Hours later, we received the phone call that brought her back home. Until yesterday, we hadn’t figured out how she was making the grand escape. Walking around the fence yet another time, searching for her route out into the great beyond, I wandered and Big ‘El ambled with me. And against the side fence, the once that divides our property from the house with two other fool dogs, El made her move. She crouched. She shimmied. She scurried as fast as a 90-pound, 9-year old fatty can scurry, under the fence. Halfway under, I pulled her back. And I saw the hole she’d dug.
El is grounded, banished to the life of an indoor dog or an on-leash dog until we can make the fencing secure. She’s unhappy about this, and so are we. But she managed to escape again today, straight through the front door and across the street. This time, I caught her before she slipped out of our lives again.
I don’t know why she wants, so badly, to get out into the world. But she wants to. She simply must. She’s willing to brave busy roads and unkind strangers and the uncertainty of her next meal to get a taste of freedom.
I wish I were a little more like that. Motherhood has made me cautious. That’s not necessarily a bad thing. I am no less happy today than I was seven years ago. I’m more content right this millisecond than I’ve ever been. I am comfortable with myself. It’s cozy in my own skin. I’ve grown up. But in that growing up (and growing wiser, let us hope), I’ve lost some of the spontaneity that drives growth. Is that possible?
Does getting older mean getting complacent?

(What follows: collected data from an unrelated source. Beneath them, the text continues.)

fn check_stored_colors(errors: &mut Vec<ValidationError>, colors: &[ColorOption], unisex: bool) {
    let allowed = expected_sizes(unisex);

    for (index, option) in colors.iter().enumerate() {
        for (position, name) in option.unexpected_sizes(unisex) {
            errors.push(unoffered_size(
                format!("colors[{index}].sizes[{position}].name"),
                name,
                &allowed,
            ));
        }
        for expected in option.missing_sizes(unisex) {
            errors.push(missing_size(
                &format!("colors[{index}].sizes"),
                expected,
                option.name.as_str(),
            ));
        }
    }
}

fn unoffered_size(path: String, name: &str, allowed: &[&str]) -> ValidationError {
    ValidationError::new(
        path,
        INVALID_ENUM,
        format!(
            "Size {name} is not offered for this product, expected one of: {}",
            allowed.join(", ")
        ),
    )
}

fn missing_size(path: &str, size: &str, color: &str) -> ValidationError {
    ValidationError::new(
        path,
        MISSING_SIZE,
        format!("Missing size \"{size}\" for color \"{color}\""),
    )
}

#[derive(Debug, Deserialize)]
#[serde(rename_all = "camelCase")]
pub struct NewProduct {
    pub name: String,
    pub description: String,
    pub description_text: String,
    pub unisex: bool,
    pub wool_percentage: f64,
    pub price: f64,
    #[serde(deserialize_with = "deserialize_date")]
    pub release_date: NaiveDate,
    pub availability: Availability,
    pub seasons: Vec<Season>,
    pub colors: Vec<ColorOption>,
}
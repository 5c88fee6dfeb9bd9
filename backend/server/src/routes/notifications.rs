use std::{
    collections::{HashMap, HashSet},
    sync::Arc,
};

use axum::{
    extract::{Path, Query, State},
    response::IntoResponse,
};
use catalog::{admins::AdminProfile, notifications::Notification};
use serde::Serialize;
use serde_json::json;

use crate::{
    error::AppError,
    state::AppState,
    utils::{Paginated, ok},
    validation::query::notification_query,
};

#[derive(Debug, Serialize)]
#[serde(rename_all = "camelCase")]
pub struct NotificationFeed {
    #[serde(flatten)]
    pub page: Paginated<Notification>,
    pub unread_count: u64,
}

/// A notification together with the admin who caused it. `sender` is `None`
/// when that admin record no longer exists.
#[derive(Debug, Serialize)]
pub struct ActivityEntry {
    #[serde(flatten)]
    pub notification: Notification,
    pub sender: Option<AdminProfile>,
}

pub async fn list_notifications(
    State(state): State<Arc<AppState>>,
    Query(params): Query<HashMap<String, String>>,
) -> Result<impl IntoResponse, AppError> {
    let query = notification_query(&params)?;
    let (items, total) = state.store.list_notifications(&query).await?;
    let unread_count = state.store.count_unread().await?;

    Ok(ok(NotificationFeed {
        page: Paginated::new(items, total, &query.pagination),
        unread_count,
    }))
}

/// Idempotent: marking an already read notification succeeds again.
pub async fn mark_notification_read(
    State(state): State<Arc<AppState>>,
    Path(notification_id): Path<String>,
) -> Result<impl IntoResponse, AppError> {
    let notification = state
        .store
        .mark_notification_read(&notification_id)
        .await?
        .ok_or_else(|| {
            AppError::not_found(
                "notificationId",
                format!("Notification {notification_id} not found"),
            )
        })?;

    Ok(ok(notification))
}

pub async fn mark_all_read(
    State(state): State<Arc<AppState>>,
) -> Result<impl IntoResponse, AppError> {
    let updated = state.store.mark_all_read().await?;

    Ok(ok(json!({ "updated": updated })))
}

pub async fn list_activity(
    State(state): State<Arc<AppState>>,
    Query(params): Query<HashMap<String, String>>,
) -> Result<impl IntoResponse, AppError> {
    let query = notification_query(&params)?;
    let (items, total) = state.store.list_notifications(&query).await?;

    let sender_ids: HashSet<&str> = items.iter().map(|n| n.sender_id.as_str()).collect();
    let mut senders = HashMap::new();
    for id in sender_ids {
        if let Some(admin) = state.store.find_admin(id).await? {
            senders.insert(id.to_string(), AdminProfile::from(&admin));
        }
    }

    let page = Paginated::new(items, total, &query.pagination).map(|notification| {
        let sender = senders.get(&notification.sender_id).cloned();
        ActivityEntry {
            notification,
            sender,
        }
    });

    Ok(ok(page))
}
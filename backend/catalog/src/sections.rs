//! # Sections
//!
//! Curated, ordered lists of products shown together on the storefront.
//!
//! The set of sections is fixed: [`SEED_SECTIONS`] is inserted at startup and
//! admins only ever change which products a section lists.
use chrono::{DateTime, Utc};
use serde::{Deserialize, Serialize};

pub struct SectionSeed {
    pub name: &'static str,
    pub description: &'static str,
}

pub const SEED_SECTIONS: [SectionSeed; 5] = [
    SectionSeed {
        name: "New Arrivals",
        description: "The latest pieces to land in the shop.",
    },
    SectionSeed {
        name: "Best Sellers",
        description: "What customers keep coming back for.",
    },
    SectionSeed {
        name: "Winter Collection",
        description: "Heavy knits for the coldest months.",
    },
    SectionSeed {
        name: "Summer Essentials",
        description: "Light blends for warm evenings.",
    },
    SectionSeed {
        name: "Staff Picks",
        description: "Favourites chosen by the team.",
    },
];

#[derive(Debug, Clone, PartialEq, Serialize, Deserialize)]
#[serde(rename_all = "camelCase")]
pub struct Section {
    #[serde(rename = "_id")]
    pub id: String,
    pub name: String,
    pub description: String,
    pub items: Vec<String>,
    #[serde(with = "crate::timestamp")]
    pub created_at: DateTime<Utc>,
    #[serde(with = "crate::timestamp")]
    pub updated_at: DateTime<Utc>,
}

impl Section {
    pub fn from_seed(id: String, seed: &SectionSeed, now: DateTime<Utc>) -> Self {
        Self {
            id,
            name: seed.name.to_string(),
            description: seed.description.to_string(),
            items: Vec::new(),
            created_at: now,
            updated_at: now,
        }
    }

    pub fn contains(&self, product_id: &str) -> bool {
        self.items.iter().any(|item| item == product_id)
    }
}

There seems to be a difference, however subtle, between complacency and learning to find contentment with what you have right now. Right now, I don’t much want for grand travel or some childhood remembrance of freedom. My want is more internal, more about finding what I’m here to do (other than to parent, which has proven to be my greatest calling in the most delightfully unexpected way). The wild streets and endless possibility and exhilarating uncertain aren’t really just outside the front door. They’re here. All around me. And the simple matter of throwing off the quiet, slinging open the door, and getting up the street—it’s as easy as deciding.